> [EXERCISE]
Quote the entries below from the line with "Default, Serialize, Deserialize, PartialEq, Eq)]" through the line with "and metrics settings.", both ends included, and only those lines.

*** Opening STUDY MATERIAL ***

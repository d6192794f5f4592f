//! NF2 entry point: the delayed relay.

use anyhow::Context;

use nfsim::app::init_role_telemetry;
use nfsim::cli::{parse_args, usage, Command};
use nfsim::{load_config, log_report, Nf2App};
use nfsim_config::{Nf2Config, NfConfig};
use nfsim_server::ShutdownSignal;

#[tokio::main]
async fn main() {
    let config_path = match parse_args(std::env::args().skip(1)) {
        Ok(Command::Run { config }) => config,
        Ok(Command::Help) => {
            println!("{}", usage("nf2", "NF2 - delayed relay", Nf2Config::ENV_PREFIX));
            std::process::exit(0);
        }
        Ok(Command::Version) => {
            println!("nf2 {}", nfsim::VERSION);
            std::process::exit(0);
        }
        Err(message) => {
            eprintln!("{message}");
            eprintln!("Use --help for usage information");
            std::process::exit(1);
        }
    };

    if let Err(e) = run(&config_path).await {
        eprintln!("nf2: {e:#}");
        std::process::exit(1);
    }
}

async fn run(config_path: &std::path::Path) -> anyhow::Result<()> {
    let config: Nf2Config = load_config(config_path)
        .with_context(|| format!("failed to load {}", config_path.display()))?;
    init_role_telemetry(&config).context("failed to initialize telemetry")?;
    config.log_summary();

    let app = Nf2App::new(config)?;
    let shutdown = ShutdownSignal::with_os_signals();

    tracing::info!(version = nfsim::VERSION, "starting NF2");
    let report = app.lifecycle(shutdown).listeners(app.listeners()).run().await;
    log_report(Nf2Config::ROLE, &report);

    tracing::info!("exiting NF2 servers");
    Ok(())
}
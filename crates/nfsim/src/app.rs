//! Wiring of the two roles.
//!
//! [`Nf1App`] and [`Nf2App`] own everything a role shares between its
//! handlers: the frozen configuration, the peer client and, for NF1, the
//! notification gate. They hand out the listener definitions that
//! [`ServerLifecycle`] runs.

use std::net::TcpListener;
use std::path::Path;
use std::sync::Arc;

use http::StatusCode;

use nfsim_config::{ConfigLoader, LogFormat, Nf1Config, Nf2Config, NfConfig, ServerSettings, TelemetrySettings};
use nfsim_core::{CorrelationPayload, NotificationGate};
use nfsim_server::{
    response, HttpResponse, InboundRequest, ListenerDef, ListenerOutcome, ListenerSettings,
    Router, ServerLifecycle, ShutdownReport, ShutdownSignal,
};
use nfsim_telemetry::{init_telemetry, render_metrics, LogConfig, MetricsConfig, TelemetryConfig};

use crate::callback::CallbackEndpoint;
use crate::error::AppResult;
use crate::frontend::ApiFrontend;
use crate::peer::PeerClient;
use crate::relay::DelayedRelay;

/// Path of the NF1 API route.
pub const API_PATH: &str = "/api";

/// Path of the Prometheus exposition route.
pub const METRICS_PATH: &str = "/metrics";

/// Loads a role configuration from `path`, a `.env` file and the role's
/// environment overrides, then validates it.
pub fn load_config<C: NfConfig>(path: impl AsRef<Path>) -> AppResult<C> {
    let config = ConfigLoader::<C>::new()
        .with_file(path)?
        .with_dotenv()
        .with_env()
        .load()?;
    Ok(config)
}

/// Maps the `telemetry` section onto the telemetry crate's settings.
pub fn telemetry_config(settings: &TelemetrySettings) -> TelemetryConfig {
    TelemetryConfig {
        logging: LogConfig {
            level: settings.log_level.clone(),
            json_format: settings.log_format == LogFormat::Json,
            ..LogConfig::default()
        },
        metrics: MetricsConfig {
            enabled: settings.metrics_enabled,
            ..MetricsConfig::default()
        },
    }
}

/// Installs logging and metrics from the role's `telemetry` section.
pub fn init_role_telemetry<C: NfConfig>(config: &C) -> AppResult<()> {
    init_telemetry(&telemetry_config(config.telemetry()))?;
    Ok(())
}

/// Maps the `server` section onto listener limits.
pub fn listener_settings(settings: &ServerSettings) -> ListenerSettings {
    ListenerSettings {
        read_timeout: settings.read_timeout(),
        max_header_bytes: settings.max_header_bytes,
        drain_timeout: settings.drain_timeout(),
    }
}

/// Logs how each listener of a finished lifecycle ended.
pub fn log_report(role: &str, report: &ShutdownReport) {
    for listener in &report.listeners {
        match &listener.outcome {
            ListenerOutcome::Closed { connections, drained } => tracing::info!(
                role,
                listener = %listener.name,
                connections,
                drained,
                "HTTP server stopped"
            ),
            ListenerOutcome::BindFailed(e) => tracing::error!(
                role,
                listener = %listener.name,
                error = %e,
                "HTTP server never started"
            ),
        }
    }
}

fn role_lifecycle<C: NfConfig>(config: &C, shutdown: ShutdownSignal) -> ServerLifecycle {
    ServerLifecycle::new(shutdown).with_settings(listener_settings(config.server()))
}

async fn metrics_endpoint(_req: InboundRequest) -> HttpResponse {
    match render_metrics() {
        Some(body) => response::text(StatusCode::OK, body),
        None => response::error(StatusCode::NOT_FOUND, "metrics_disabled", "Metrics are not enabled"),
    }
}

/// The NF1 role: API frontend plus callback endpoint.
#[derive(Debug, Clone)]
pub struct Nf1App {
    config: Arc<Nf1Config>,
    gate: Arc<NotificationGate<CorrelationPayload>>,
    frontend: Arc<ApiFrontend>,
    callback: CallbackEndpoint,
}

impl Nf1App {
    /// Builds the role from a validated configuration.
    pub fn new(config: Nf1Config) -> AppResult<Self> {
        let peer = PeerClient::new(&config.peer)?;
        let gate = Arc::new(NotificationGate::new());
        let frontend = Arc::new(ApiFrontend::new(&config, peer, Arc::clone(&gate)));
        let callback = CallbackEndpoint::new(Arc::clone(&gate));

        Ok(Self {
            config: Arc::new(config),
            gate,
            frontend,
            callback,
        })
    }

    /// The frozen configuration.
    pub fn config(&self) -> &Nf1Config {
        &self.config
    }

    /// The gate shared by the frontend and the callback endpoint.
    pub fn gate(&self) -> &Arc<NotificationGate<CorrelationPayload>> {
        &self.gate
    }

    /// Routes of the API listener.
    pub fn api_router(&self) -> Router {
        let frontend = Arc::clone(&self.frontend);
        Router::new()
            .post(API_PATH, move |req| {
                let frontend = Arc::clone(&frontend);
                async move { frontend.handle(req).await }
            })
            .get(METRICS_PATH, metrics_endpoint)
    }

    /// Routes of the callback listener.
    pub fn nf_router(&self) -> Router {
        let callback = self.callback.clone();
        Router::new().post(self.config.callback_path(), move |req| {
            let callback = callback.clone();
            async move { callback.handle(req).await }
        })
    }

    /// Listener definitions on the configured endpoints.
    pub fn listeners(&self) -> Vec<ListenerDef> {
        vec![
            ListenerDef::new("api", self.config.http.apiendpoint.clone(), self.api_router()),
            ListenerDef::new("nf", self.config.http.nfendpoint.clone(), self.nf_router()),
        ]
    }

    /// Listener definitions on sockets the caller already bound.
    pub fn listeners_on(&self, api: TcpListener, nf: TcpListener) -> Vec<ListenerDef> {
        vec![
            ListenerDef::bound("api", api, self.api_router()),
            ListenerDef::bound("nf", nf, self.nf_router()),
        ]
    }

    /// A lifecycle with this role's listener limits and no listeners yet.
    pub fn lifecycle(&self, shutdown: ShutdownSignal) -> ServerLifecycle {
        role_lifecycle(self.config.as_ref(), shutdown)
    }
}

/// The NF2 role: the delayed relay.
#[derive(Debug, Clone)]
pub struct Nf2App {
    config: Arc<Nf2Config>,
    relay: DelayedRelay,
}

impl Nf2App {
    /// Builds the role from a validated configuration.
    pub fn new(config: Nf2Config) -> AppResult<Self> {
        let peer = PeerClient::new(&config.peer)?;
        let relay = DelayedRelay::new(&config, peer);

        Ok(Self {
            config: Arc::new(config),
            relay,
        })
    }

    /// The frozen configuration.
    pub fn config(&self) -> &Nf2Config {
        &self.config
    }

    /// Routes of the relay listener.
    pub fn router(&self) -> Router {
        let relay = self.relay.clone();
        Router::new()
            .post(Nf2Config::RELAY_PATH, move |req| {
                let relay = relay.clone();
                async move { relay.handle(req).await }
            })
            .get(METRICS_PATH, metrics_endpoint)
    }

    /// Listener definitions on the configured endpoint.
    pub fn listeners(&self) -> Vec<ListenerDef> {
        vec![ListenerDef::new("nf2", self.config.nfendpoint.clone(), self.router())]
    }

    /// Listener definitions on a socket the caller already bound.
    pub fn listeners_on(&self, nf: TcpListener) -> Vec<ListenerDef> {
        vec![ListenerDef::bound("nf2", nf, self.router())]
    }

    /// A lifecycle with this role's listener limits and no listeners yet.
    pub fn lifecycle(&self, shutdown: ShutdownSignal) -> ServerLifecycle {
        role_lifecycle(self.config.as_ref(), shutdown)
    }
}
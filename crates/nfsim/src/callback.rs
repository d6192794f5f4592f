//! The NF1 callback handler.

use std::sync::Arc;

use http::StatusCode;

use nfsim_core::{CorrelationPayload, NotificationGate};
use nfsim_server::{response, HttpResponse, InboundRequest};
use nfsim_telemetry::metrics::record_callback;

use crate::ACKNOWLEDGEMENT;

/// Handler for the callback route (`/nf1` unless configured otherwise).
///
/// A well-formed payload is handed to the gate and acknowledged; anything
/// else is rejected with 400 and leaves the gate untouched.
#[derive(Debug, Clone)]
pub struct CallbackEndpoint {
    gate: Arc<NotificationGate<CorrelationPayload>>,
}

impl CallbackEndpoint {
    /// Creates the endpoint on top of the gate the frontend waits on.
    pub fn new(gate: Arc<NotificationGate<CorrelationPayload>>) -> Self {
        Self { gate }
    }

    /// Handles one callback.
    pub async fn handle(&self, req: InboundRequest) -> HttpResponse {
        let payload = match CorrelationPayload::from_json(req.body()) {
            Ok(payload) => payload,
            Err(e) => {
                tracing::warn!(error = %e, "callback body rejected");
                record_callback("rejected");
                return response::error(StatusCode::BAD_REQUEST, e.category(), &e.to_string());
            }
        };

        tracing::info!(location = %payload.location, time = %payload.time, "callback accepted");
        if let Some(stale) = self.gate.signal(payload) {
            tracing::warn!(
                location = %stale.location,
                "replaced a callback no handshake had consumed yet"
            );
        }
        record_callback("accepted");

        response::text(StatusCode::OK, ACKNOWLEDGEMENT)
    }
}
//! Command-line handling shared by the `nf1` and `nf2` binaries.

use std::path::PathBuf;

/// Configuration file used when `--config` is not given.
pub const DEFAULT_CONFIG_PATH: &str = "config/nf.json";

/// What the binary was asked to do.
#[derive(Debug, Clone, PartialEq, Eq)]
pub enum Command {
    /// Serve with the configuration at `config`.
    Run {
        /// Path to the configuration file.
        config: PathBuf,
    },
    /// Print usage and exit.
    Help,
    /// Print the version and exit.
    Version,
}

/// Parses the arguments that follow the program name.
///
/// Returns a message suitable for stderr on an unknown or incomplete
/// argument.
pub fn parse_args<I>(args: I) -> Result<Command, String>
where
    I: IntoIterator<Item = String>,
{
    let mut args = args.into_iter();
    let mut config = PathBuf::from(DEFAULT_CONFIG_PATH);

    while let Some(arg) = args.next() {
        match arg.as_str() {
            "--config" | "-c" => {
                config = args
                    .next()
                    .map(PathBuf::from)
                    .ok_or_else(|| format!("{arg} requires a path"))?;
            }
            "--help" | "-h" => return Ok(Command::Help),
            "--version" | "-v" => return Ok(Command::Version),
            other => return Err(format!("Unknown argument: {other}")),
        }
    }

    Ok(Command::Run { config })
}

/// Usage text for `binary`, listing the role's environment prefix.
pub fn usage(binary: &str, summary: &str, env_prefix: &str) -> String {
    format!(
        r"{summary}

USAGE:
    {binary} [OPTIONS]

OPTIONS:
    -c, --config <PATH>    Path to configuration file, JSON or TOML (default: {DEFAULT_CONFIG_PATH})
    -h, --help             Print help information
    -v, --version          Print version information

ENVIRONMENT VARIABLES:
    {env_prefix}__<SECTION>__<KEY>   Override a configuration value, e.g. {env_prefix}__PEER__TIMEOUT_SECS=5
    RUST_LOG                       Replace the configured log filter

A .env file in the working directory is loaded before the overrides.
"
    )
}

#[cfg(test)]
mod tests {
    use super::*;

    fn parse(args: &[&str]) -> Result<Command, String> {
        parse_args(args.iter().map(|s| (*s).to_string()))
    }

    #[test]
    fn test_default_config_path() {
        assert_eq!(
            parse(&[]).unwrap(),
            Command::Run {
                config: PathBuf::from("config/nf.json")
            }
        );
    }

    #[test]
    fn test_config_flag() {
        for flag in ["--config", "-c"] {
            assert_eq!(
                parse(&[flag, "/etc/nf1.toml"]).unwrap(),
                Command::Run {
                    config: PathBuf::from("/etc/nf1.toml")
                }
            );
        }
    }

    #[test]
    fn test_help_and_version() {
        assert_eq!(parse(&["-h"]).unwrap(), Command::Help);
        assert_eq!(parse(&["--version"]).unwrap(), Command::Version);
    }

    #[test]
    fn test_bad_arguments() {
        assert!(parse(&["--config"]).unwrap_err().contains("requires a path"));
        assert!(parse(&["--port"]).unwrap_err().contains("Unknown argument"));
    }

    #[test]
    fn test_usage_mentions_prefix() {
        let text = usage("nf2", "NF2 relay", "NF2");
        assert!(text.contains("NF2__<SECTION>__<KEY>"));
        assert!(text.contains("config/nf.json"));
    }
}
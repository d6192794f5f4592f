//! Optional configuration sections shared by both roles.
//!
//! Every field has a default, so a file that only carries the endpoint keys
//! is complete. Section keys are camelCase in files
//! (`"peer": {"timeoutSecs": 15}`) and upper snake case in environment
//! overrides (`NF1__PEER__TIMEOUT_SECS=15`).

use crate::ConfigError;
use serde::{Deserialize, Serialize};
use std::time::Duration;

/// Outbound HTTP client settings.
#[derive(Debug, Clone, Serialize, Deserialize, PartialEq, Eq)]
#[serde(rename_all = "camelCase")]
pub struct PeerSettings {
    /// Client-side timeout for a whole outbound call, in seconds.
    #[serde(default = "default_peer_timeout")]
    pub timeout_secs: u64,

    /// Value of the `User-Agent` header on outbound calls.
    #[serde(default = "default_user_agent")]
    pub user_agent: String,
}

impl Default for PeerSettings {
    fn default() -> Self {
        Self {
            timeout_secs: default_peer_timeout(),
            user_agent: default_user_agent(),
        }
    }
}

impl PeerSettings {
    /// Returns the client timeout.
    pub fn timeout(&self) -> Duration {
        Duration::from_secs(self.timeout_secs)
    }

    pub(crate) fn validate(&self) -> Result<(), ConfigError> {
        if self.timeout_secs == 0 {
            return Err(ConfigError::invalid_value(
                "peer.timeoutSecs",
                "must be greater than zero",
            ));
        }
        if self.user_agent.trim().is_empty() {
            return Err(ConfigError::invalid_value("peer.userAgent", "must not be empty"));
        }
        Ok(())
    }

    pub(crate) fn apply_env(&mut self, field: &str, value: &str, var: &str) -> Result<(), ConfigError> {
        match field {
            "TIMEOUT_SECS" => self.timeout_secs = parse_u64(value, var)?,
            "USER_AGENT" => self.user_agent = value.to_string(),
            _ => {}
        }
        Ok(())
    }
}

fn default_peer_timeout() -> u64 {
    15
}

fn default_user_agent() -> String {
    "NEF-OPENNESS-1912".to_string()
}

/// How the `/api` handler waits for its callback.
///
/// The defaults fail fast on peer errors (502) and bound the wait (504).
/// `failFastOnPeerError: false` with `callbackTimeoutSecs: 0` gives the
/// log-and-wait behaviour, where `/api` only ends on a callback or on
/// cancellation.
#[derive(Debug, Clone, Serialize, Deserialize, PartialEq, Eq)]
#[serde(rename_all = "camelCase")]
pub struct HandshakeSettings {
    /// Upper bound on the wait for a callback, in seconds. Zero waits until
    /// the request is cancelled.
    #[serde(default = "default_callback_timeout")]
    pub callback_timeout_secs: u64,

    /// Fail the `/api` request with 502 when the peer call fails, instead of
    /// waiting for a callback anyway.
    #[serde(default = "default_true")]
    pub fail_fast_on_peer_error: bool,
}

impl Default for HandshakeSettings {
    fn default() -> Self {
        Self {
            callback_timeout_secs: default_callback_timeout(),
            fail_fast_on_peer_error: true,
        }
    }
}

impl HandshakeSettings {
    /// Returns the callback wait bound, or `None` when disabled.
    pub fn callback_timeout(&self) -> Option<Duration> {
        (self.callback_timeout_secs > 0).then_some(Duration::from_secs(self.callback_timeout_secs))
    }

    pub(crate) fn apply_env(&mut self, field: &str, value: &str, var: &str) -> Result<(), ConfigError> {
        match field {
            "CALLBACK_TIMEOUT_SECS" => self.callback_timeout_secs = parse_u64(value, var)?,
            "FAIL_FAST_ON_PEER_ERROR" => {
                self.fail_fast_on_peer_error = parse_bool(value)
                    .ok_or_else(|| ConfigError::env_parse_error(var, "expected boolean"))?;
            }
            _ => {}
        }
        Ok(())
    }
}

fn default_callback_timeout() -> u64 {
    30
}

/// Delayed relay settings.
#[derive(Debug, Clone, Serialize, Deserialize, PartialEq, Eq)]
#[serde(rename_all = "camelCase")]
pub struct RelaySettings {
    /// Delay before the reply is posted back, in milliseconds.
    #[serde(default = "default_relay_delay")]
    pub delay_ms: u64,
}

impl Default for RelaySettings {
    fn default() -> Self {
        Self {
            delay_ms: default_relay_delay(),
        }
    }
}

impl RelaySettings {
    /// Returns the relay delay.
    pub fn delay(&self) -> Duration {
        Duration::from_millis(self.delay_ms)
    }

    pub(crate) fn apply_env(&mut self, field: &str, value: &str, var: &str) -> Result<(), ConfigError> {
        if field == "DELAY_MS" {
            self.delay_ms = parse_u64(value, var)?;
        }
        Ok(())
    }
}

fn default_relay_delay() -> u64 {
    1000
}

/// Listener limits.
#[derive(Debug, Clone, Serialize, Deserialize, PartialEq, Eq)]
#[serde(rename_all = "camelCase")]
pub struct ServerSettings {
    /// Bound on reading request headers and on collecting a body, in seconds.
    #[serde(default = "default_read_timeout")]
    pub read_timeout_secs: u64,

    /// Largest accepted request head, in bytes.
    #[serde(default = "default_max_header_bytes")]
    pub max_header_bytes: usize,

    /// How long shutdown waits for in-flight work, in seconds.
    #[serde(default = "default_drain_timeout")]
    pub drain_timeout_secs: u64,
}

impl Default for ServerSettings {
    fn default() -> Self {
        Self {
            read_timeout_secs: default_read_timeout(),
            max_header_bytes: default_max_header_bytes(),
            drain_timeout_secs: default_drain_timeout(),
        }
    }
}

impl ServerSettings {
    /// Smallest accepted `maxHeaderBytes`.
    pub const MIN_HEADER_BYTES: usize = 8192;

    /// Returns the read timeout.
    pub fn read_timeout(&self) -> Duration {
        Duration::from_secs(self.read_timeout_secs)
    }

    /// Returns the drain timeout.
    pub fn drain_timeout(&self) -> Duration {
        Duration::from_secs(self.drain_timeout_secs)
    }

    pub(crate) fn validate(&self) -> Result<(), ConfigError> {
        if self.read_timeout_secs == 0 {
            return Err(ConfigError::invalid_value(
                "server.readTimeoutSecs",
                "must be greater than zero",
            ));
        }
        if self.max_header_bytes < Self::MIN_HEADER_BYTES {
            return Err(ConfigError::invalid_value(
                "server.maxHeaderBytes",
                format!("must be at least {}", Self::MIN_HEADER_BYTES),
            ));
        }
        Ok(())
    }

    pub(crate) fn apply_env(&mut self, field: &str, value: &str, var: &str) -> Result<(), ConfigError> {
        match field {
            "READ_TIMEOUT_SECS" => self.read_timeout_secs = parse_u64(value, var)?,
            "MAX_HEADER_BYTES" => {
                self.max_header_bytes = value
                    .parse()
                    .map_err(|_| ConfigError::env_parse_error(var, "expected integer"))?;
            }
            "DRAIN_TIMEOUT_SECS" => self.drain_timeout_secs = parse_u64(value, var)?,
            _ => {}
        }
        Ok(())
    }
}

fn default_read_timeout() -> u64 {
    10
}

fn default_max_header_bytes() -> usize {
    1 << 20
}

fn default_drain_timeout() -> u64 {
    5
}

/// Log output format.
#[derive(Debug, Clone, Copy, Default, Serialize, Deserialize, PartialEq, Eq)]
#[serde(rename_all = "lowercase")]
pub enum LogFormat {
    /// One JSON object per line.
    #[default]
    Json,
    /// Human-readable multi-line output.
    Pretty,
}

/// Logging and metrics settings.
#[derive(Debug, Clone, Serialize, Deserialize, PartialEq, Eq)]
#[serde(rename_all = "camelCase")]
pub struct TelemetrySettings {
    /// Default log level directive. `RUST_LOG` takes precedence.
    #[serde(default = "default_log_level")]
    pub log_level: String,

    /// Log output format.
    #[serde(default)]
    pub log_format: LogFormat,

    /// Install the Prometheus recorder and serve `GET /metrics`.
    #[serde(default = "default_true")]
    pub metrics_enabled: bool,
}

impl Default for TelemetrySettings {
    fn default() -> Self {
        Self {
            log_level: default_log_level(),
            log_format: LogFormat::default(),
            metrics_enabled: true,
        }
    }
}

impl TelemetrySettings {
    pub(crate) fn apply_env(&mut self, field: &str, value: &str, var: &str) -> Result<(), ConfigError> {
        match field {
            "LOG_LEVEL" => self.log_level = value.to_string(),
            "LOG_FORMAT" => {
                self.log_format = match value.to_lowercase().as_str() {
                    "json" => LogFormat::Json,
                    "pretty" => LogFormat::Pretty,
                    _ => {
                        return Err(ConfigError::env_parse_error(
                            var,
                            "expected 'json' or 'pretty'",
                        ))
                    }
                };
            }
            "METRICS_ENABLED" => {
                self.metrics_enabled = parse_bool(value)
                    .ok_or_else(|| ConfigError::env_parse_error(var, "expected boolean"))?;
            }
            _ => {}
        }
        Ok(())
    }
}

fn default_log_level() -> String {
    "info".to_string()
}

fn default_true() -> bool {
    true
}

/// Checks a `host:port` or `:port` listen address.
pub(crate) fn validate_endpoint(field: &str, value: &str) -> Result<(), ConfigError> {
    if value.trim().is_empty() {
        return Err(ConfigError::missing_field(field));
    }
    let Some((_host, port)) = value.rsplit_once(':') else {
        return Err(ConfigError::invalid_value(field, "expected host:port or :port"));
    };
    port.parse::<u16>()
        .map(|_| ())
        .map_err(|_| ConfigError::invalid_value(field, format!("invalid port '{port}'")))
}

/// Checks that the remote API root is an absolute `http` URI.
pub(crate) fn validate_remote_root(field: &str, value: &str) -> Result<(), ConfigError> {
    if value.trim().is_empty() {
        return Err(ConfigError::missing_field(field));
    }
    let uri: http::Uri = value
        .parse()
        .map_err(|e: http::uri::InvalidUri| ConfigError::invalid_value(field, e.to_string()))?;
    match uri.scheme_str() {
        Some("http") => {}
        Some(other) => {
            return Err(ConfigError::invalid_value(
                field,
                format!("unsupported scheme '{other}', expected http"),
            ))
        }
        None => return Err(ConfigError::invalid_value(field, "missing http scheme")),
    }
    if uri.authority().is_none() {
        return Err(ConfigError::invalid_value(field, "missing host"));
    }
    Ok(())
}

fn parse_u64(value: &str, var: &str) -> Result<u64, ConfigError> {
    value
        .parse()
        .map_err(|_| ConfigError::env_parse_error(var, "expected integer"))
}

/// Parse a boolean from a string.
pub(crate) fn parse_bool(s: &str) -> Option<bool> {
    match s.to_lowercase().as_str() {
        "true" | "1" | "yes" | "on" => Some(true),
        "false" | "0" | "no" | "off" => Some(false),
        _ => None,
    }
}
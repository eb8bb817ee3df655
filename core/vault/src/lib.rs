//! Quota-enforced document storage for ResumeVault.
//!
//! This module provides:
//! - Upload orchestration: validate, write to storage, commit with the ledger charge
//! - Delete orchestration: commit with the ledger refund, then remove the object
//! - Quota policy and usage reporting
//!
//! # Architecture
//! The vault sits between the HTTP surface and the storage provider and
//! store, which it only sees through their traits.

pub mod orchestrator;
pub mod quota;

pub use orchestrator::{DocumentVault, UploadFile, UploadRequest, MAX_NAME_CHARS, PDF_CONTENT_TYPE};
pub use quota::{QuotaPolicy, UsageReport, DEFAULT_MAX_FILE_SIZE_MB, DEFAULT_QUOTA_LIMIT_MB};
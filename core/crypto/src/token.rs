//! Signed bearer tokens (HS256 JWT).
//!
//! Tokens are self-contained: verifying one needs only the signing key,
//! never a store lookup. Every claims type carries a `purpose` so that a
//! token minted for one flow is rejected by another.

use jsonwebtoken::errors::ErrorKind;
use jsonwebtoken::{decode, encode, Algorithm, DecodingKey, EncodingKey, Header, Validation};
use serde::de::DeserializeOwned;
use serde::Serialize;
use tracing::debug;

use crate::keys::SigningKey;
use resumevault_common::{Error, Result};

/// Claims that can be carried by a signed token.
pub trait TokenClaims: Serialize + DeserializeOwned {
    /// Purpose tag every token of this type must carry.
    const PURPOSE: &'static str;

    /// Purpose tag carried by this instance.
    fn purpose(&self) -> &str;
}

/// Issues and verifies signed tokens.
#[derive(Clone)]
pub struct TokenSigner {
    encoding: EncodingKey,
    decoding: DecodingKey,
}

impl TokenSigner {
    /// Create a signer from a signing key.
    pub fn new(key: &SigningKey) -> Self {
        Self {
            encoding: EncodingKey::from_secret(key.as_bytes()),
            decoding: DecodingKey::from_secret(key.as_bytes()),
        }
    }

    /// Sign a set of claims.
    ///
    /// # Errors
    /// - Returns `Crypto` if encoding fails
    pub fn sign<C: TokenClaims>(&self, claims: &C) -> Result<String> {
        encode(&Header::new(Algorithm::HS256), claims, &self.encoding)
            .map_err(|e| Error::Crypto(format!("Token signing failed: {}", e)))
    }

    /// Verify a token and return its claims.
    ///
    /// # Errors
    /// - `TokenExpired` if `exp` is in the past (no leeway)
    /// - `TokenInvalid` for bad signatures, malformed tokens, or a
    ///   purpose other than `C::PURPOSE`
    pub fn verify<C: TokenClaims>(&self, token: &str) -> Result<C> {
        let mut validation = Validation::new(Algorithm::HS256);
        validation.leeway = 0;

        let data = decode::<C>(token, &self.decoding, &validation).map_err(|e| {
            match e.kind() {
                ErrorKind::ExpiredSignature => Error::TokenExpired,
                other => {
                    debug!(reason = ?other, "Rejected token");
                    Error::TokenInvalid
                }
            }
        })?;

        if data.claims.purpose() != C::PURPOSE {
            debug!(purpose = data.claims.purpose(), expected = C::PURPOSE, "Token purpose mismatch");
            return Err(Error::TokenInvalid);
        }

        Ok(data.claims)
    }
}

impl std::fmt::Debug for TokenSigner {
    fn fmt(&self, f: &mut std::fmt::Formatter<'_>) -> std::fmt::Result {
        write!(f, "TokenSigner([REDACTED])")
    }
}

*** Closing STUDY MATERIAL ***

> [EXERCISE RESPONSE]
#[derive(Debug, Clone, Copy, Default, Serialize, Deserialize, PartialEq, Eq)]
#[serde(rename_all = "lowercase")]
pub enum LogFormat {
    /// One JSON object per line.
    #[default]
    Json,
    /// Human-readable multi-line output.
    Pretty,
}

/// Logging and metrics settings.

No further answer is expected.